WORK ITEM ::
Each line below that contains the word "every" must be copied.

DATA FOR PROCESSING ::

#####

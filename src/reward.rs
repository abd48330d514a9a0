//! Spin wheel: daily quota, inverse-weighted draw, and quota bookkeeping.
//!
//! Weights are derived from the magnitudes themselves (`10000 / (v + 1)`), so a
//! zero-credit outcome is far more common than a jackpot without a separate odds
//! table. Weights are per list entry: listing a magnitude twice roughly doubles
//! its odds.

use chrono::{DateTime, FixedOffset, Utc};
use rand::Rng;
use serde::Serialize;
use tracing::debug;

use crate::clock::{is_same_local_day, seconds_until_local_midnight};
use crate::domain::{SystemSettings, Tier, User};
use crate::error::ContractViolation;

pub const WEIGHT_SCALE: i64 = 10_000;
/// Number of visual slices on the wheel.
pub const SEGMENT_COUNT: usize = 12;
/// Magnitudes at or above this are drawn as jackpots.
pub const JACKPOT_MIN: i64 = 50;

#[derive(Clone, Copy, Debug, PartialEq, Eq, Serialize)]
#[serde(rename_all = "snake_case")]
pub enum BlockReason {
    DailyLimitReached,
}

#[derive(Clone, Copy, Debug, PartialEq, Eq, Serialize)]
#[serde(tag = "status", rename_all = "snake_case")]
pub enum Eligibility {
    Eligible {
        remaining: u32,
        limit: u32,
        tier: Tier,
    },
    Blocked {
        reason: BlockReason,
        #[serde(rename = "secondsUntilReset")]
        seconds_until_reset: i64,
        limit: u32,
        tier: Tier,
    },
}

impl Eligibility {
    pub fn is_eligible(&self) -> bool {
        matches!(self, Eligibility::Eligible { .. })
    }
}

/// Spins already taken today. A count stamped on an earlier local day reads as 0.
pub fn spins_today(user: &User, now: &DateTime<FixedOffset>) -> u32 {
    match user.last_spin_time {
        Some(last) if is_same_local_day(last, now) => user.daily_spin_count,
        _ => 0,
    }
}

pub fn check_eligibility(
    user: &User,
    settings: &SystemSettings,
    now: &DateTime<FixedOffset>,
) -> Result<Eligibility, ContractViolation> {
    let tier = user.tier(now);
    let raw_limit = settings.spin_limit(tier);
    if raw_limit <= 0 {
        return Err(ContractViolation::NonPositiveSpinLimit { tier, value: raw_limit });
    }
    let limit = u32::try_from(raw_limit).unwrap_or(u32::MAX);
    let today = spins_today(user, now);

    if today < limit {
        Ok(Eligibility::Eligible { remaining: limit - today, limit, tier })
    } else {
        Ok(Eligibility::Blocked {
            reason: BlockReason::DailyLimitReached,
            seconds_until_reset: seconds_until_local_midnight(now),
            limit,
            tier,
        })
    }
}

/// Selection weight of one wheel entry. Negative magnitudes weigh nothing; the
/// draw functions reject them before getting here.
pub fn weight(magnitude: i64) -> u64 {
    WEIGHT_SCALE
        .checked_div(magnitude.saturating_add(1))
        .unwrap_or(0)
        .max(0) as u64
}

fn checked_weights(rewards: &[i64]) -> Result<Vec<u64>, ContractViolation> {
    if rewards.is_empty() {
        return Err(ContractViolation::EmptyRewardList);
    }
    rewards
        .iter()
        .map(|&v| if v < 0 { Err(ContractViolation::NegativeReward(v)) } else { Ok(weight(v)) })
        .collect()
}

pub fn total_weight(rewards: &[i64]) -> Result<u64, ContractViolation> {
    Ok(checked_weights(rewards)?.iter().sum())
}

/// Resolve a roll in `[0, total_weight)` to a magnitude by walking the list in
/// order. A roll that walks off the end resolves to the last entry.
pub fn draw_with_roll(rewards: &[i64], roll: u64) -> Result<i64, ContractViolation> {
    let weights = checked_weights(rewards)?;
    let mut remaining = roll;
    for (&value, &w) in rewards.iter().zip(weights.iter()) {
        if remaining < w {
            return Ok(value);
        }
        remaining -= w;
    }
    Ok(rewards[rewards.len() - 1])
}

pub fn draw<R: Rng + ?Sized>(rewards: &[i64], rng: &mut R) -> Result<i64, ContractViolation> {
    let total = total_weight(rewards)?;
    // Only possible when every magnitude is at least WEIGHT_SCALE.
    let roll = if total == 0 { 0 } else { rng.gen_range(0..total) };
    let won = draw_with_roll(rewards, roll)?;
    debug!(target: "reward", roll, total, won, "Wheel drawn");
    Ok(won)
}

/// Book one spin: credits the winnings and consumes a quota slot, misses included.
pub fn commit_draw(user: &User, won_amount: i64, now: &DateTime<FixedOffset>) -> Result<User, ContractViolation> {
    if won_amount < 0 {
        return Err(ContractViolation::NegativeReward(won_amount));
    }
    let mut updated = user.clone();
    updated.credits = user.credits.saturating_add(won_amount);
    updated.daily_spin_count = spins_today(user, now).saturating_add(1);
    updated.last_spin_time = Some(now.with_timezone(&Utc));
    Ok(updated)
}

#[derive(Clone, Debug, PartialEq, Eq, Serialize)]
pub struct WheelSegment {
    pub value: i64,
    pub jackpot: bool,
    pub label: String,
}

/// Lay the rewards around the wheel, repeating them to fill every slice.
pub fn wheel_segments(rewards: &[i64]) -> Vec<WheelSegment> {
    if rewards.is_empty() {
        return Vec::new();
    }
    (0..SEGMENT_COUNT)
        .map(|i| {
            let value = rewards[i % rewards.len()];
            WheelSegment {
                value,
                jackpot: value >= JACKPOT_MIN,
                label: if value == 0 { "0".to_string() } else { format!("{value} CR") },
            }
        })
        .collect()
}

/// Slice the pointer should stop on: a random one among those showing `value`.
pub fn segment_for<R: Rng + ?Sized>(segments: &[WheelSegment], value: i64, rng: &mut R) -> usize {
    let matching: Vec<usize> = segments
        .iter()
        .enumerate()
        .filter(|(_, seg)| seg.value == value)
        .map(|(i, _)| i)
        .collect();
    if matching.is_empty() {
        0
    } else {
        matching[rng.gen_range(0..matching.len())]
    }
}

#####

RESPONSE TO THIS TASK ::
    // Only possible when every magnitude is at least WEIGHT_SCALE.
/// Lay the rewards around the wheel, repeating them to fill every slice.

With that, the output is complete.